Interrupting each other, the Cro-Magnon boy and girl related to Varak a brief and somewhat confused account of their adventures while Niema stood with a warm smile lighting her lovely face, affectionately sharing the excitement and joy of these reunited friends. For Varak, of course, had been on the mountain with Hurok and the others of my retinue when they had striven to seek the Professor and me amid the bewildering ways of the Scarlet City, that time we had been held captive by Zarys of Zar.

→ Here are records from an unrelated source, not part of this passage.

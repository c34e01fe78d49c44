// Dotlanth
// Copyright (C) 2025 Synerthink

// This program is free software: you can redistribute it and/or modify
// it under the terms of the GNU Affero General Public License as published by
// the Free Software Foundation, either version 3 of the License, or
// (at your option) any later version.

// This program is distributed in the hope that it will be useful,
// but WITHOUT ANY WARRANTY; without even the implied warranty of
// MERCHANTABILITY or FITNESS FOR A PARTICULAR PURPOSE.  See the
// GNU Affero General Public License for more details.

// You should have received a copy of the GNU Affero General Public License
// along with this program.  If not, see <http://www.gnu.org/licenses/>.

//! Lock-step tree matching

use super::order::declaration_order;
use super::{ElementPair, MappingNode, MappingTree, Pair};
use crate::comparer::{ComparisonKey, SymbolComparer};
use crate::filter::{Symbol, SymbolFilter};
use crate::symbols::{AssemblySymbol, MemberSymbol, TypeSymbol};
use std::collections::BTreeMap;
use tracing::{debug, warn};

/// Groups `items` of both sides by key. The first element of a side wins
/// when a key repeats.
fn group_by_key<'a, T, F>(left: &[&'a T], right: &[&'a T], key: F) -> BTreeMap<ComparisonKey, Pair<&'a T>>
where
    F: Fn(&T) -> ComparisonKey,
{
    group_by_side_keys(left, right, &key, &key)
}

/// Like [`group_by_key`], for keys that depend on the side's context
fn group_by_side_keys<'a, T, L, R>(left: &[&'a T], right: &[&'a T], left_key: L, right_key: R) -> BTreeMap<ComparisonKey, Pair<&'a T>>
where
    L: Fn(&T) -> ComparisonKey,
    R: Fn(&T) -> ComparisonKey,
{
    let mut groups: BTreeMap<ComparisonKey, Pair<&'a T>> = BTreeMap::new();
    for item in left {
        let slot = groups.entry(left_key(item)).or_insert(Pair::new(None, None));
        if slot.left.is_none() {
            slot.left = Some(*item);
        }
    }
    for item in right {
        let slot = groups.entry(right_key(item)).or_insert(Pair::new(None, None));
        if slot.right.is_none() {
            slot.right = Some(*item);
        }
    }
    groups
}

/// Builds the mapping tree from two resolved symbol sets
pub struct ApiMapper<'c> {
    comparer: &'c SymbolComparer,
    filter: &'c dyn SymbolFilter,
}

impl<'c> ApiMapper<'c> {
    pub fn new(comparer: &'c SymbolComparer, filter: &'c dyn SymbolFilter) -> Self {
        Self { comparer, filter }
    }

    /// Match assemblies by identity, then recurse into namespaces, types,
    /// members and parameters
    pub fn map<'a>(&self, left: &'a [AssemblySymbol], right: &'a [AssemblySymbol]) -> MappingTree<'a> {
        let left_refs: Vec<&AssemblySymbol> = left.iter().collect();
        let right_refs: Vec<&AssemblySymbol> = right.iter().collect();
        for (side, set) in [("contract", &left_refs), ("implementation", &right_refs)] {
            let mut names: Vec<&str> = set.iter().map(|a| a.name.as_str()).collect();
            names.sort_unstable();
            if names.windows(2).any(|w| w[0] == w[1]) {
                warn!("Duplicate assembly identities in the {} set; only the first is compared", side);
            }
        }

        let assemblies = group_by_key(&left_refs, &right_refs, |a| self.comparer.assembly_key(a))
            .into_iter()
            .map(|(key, pair)| {
                let node = MappingNode::new(key, ElementPair::Assembly(pair));
                let children = self.map_namespaces(pair);
                debug!("Mapped assembly {} with {} namespaces", node.key, children.len());
                node.with_children(children)
            })
            .collect();

        MappingTree { assemblies }
    }

    fn included_types<'a>(&self, owner: Option<&'a AssemblySymbol>, declaring: Option<&'a TypeSymbol>, types: &'a [TypeSymbol]) -> Vec<&'a TypeSymbol> {
        let Some(owner) = owner else {
            return Vec::new();
        };
        types
            .iter()
            .filter(|ty| self.filter.include(owner, Symbol::Type { declaring, ty: *ty }))
            .collect()
    }

    fn map_namespaces<'a>(&self, assemblies: Pair<&'a AssemblySymbol>) -> Vec<MappingNode<'a>> {
        let left = self.included_types(assemblies.left, None, assemblies.left.map(|a| a.types.as_slice()).unwrap_or_default());
        let right = self.included_types(assemblies.right, None, assemblies.right.map(|a| a.types.as_slice()).unwrap_or_default());

        let mut namespaces: BTreeMap<ComparisonKey, (Pair<&'a str>, Vec<&'a TypeSymbol>, Vec<&'a TypeSymbol>)> = BTreeMap::new();
        for ty in left {
            let entry = namespaces
                .entry(self.comparer.namespace_key(&ty.namespace))
                .or_insert((Pair::new(None, None), Vec::new(), Vec::new()));
            entry.0.left.get_or_insert(ty.namespace.as_str());
            entry.1.push(ty);
        }
        for ty in right {
            let entry = namespaces
                .entry(self.comparer.namespace_key(&ty.namespace))
                .or_insert((Pair::new(None, None), Vec::new(), Vec::new()));
            entry.0.right.get_or_insert(ty.namespace.as_str());
            entry.2.push(ty);
        }

        namespaces
            .into_iter()
            .map(|(key, (pair, left_types, right_types))| {
                let element = ElementPair::Namespace { assemblies, namespaces: pair };
                let children = self.map_types(assemblies, None, &left_types, &right_types);
                MappingNode::new(key, element).with_children(children)
            })
            .collect()
    }

    fn map_types<'a>(
        &self,
        assemblies: Pair<&'a AssemblySymbol>,
        declaring: Option<Pair<&'a TypeSymbol>>,
        left: &[&'a TypeSymbol],
        right: &[&'a TypeSymbol],
    ) -> Vec<MappingNode<'a>> {
        group_by_key(left, right, |t| self.comparer.type_key(t))
            .into_iter()
            .map(|(key, types)| {
                let element = ElementPair::Type { assemblies, declaring, types };
                let children = self.map_type_children(assemblies, types);
                MappingNode::new(key, element).with_children(children)
            })
            .collect()
    }

    fn included_members<'a>(&self, owner: Option<&'a AssemblySymbol>, ty: Option<&'a TypeSymbol>) -> Vec<&'a MemberSymbol> {
        match (owner, ty) {
            (Some(owner), Some(declaring)) => declaring
                .members
                .iter()
                .filter(|member| self.filter.include(owner, Symbol::Member { declaring, member: *member }))
                .collect(),
            _ => Vec::new(),
        }
    }

    fn map_type_children<'a>(&self, assemblies: Pair<&'a AssemblySymbol>, types: Pair<&'a TypeSymbol>) -> Vec<MappingNode<'a>> {
        let left_members = self.included_members(assemblies.left, types.left);
        let right_members = self.included_members(assemblies.right, types.right);

        // members only exist on a side whose type exists
        let member_key = |ty: Option<&TypeSymbol>, m: &MemberSymbol| ty.map(|t| self.comparer.member_key(t, m)).unwrap_or_default();
        let mut children: Vec<MappingNode<'a>> = group_by_side_keys(
            &left_members,
            &right_members,
            |m| member_key(types.left, m),
            |m| member_key(types.right, m),
        )
        .into_iter()
        .map(|(key, members)| {
            let element = ElementPair::Member { declaring: types, members };
            let parameters = self.map_parameters(types, members);
            MappingNode::new(key, element).with_children(parameters)
        })
        .collect();

        let left_nested = self.included_types(assemblies.left, types.left, types.left.map(|t| t.nested_types.as_slice()).unwrap_or_default());
        let right_nested = self.included_types(assemblies.right, types.right, types.right.map(|t| t.nested_types.as_slice()).unwrap_or_default());
        children.extend(self.map_types(assemblies, Some(types), &left_nested, &right_nested));

        children.sort_by(declaration_order);
        children
    }

    /// Parameters are paired positionally, and only for matched members:
    /// equal member keys guarantee equal parameter counts.
    fn map_parameters<'a>(&self, declaring: Pair<&'a TypeSymbol>, members: Pair<&'a MemberSymbol>) -> Vec<MappingNode<'a>> {
        let Some((left, right)) = members.both() else {
            return Vec::new();
        };
        left.parameters
            .iter()
            .zip(right.parameters.iter())
            .enumerate()
            .map(|(position, (l, r))| {
                let element = ElementPair::Parameter {
                    declaring,
                    members,
                    position,
                    parameters: Pair::new(Some(l), Some(r)),
                };
                MappingNode::new(format!("#{}", position), element)
            })
            .collect()
    }
}

#[cfg(test)]
mod tests {
    use super::*;
    use crate::diff::DifferenceType;
    use crate::filter::PublicOnlyFilter;
    use crate::symbols::{ParameterSymbol, Visibility};

    fn foo(members: Vec<MemberSymbol>) -> Vec<AssemblySymbol> {
        let mut ty = TypeSymbol::class("N", "Foo");
        ty.members = members;
        vec![AssemblySymbol::new("Lib").with_type(ty)]
    }

    #[test]
    fn test_identical_trees_map_unchanged() {
        let left = foo(vec![MemberSymbol::method("M", "System.Void")]);
        let right = left.clone();
        let comparer = SymbolComparer::new();
        let mapper = ApiMapper::new(&comparer, &PublicOnlyFilter);
        let tree = mapper.map(&left, &right);
        let node = tree.find(&["Lib", "N", "N.Foo", "M:M()->System.Void"]).unwrap();
        assert_eq!(node.difference_type, DifferenceType::Unchanged);
        assert!(tree.nodes().iter().all(|n| n.difference_type == DifferenceType::Unchanged));
    }

    #[test]
    fn test_one_sided_members() {
        let left = foo(vec![MemberSymbol::method("Old", "System.Void")]);
        let right = foo(vec![MemberSymbol::method("New", "System.Void")]);
        let comparer = SymbolComparer::new();
        let mapper = ApiMapper::new(&comparer, &PublicOnlyFilter);
        let tree = mapper.map(&left, &right);
        let ty = tree.find(&["Lib", "N", "N.Foo"]).unwrap();
        assert_eq!(ty.children.len(), 2);
        assert_eq!(ty.child("M:Old()->System.Void").unwrap().difference_type, DifferenceType::Removed);
        assert_eq!(ty.child("M:New()->System.Void").unwrap().difference_type, DifferenceType::Added);
    }

    #[test]
    fn test_overloads_map_by_signature() {
        let int_overload = MemberSymbol::method("M", "System.Void").with_parameter(ParameterSymbol::new("x", "System.Int32"));
        let string_overload = MemberSymbol::method("M", "System.Void").with_parameter(ParameterSymbol::new("x", "System.String"));
        let left = foo(vec![int_overload.clone(), string_overload]);
        let right = foo(vec![int_overload]);
        let comparer = SymbolComparer::new();
        let mapper = ApiMapper::new(&comparer, &PublicOnlyFilter);
        let tree = mapper.map(&left, &right);
        let ty = tree.find(&["Lib", "N", "N.Foo"]).unwrap();
        let matched = ty.child("M:M(System.Int32)->System.Void").unwrap();
        assert_eq!(matched.difference_type, DifferenceType::Unchanged);
        assert_eq!(matched.children.len(), 1);
        assert_eq!(ty.child("M:M(System.String)->System.Void").unwrap().difference_type, DifferenceType::Removed);
    }

    #[test]
    fn test_filtered_members_are_not_mapped() {
        let left = foo(vec![MemberSymbol::method("Hidden", "System.Void").with_visibility(Visibility::Private)]);
        let right = foo(vec![]);
        let comparer = SymbolComparer::new();
        let mapper = ApiMapper::new(&comparer, &PublicOnlyFilter);
        let tree = mapper.map(&left, &right);
        assert!(tree.find(&["Lib", "N", "N.Foo"]).unwrap().children.is_empty());
    }

    #[test]
    fn test_missing_assembly_is_one_sided() {
        let left = foo(vec![]);
        let right: Vec<AssemblySymbol> = Vec::new();
        let comparer = SymbolComparer::new();
        let mapper = ApiMapper::new(&comparer, &PublicOnlyFilter);
        let tree = mapper.map(&left, &right);
        let asm = tree.assembly("Lib").unwrap();
        assert_eq!(asm.difference_type, DifferenceType::Removed);
        assert_eq!(tree.find(&["Lib", "N", "N.Foo"]).unwrap().difference_type, DifferenceType::Removed);
    }

    #[test]
    fn test_nested_types_mapped_under_declaring_type() {
        let outer = TypeSymbol::class("N", "Outer").with_nested_type(TypeSymbol::class("N", "Outer+Inner"));
        let left = vec![AssemblySymbol::new("Lib").with_type(outer.clone())];
        let right = vec![AssemblySymbol::new("Lib").with_type(outer)];
        let comparer = SymbolComparer::new();
        let mapper = ApiMapper::new(&comparer, &PublicOnlyFilter);
        let tree = mapper.map(&left, &right);
        let inner = tree.find(&["Lib", "N", "N.Outer", "N.Outer+Inner"]).unwrap();
        assert!(matches!(inner.element, ElementPair::Type { declaring: Some(_), .. }));
    }

    #[test]
    fn test_renamed_generic_parameter_maps_unchanged() {
        let put = |name: &str| MemberSymbol::method("Put", "System.Void").with_parameter(ParameterSymbol::new("item", name));
        let left = vec![AssemblySymbol::new("Lib").with_type(TypeSymbol::class("N", "Box").with_generic_parameter("T").with_member(put("T")))];
        let right = vec![AssemblySymbol::new("Lib").with_type(TypeSymbol::class("N", "Box").with_generic_parameter("TItem").with_member(put("TItem")))];
        let comparer = SymbolComparer::new();
        let mapper = ApiMapper::new(&comparer, &PublicOnlyFilter);
        let tree = mapper.map(&left, &right);
        let ty = tree.find(&["Lib", "N", "N.Box`1"]).unwrap();
        assert_eq!(ty.children.len(), 1);
        let node = ty.child("M:Put(`0)->System.Void").unwrap();
        assert_eq!(node.difference_type, DifferenceType::Unchanged);
    }
}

Varak interrupted this torrent of narrative just long enough to answer a question from Yualla.
“My news will please you,” he grinned. “For we are all together again, or soon will be … Eric Carstairs and the Professor are with us, and all of our other comrades, although Hurok had strayed from us, I hope but briefly. And, Yualla, your mother and father, and all of your tribe, are not far ahead, for we parted from them only a little time ago in order to search for our huge and hairy friend. Soon we will all be united again, to continue the journey south to Thandar. . but tell me, Jorn, how it was that you escaped from the little men of Zar?”
The tale was taken up again, and when at length it came to a narration of the most recent of their adventures, and the two youngsters mentioned how they had been found and befriended by Niema, the tall warrior interrupted a second time, to turn a smiling face upon the silent amazon girl. “If you are truly Niema of the Aziru,” he said, “and surely there cannot be two such women as you in all the length and breadth of Zanthodon, then I have welcome news for you, lady, which will be pleasant to your ears, I doubt not!”
“What news is that?” inquired Niema, and, as if by foreknowledge of the words the warrior was about to speak, her heart lifted within her breast in a surge of glorious hope.
“The black warrior who would be your mate, Zuma of the Aziru, is among us and we are already friends!” said Varak triumphantly.
The blaze of joy that lit up Niema’s face was truly wonderful to see.
“Can it be the truth?” she breathed faintly. “Tell me that he is well and unharmed, and searches for me still!”
“He is-he does-!”
“Where, then, is he at this moment?” she demanded. Varak pointed toward the sea.
“We split up to hunt for food for our meal,” he said. Hefting his spear with a rueful expression on his face, he added: “I came into the jungle, hoping to find uld, but the shaking-of-the-earth seems to have scared them all into hiding, for not yet have I so much as made a single kill! As for Zuma, he went down the beach, hoping to spear fish in the tidal pools along the shallows, and for aught I know paces the sands even now-”
“Ai-raa!” shouted Niema in a loud voice filled with exultant joy, startling them all. And, without another word, the black girl turned and plunged into the brush and vanished from their view in the direction of the shores of the Sogar-Jad, eager not to waste another moment before hurling herself into the arms of the stalwart black warrior whom she had long desired to take as her mate.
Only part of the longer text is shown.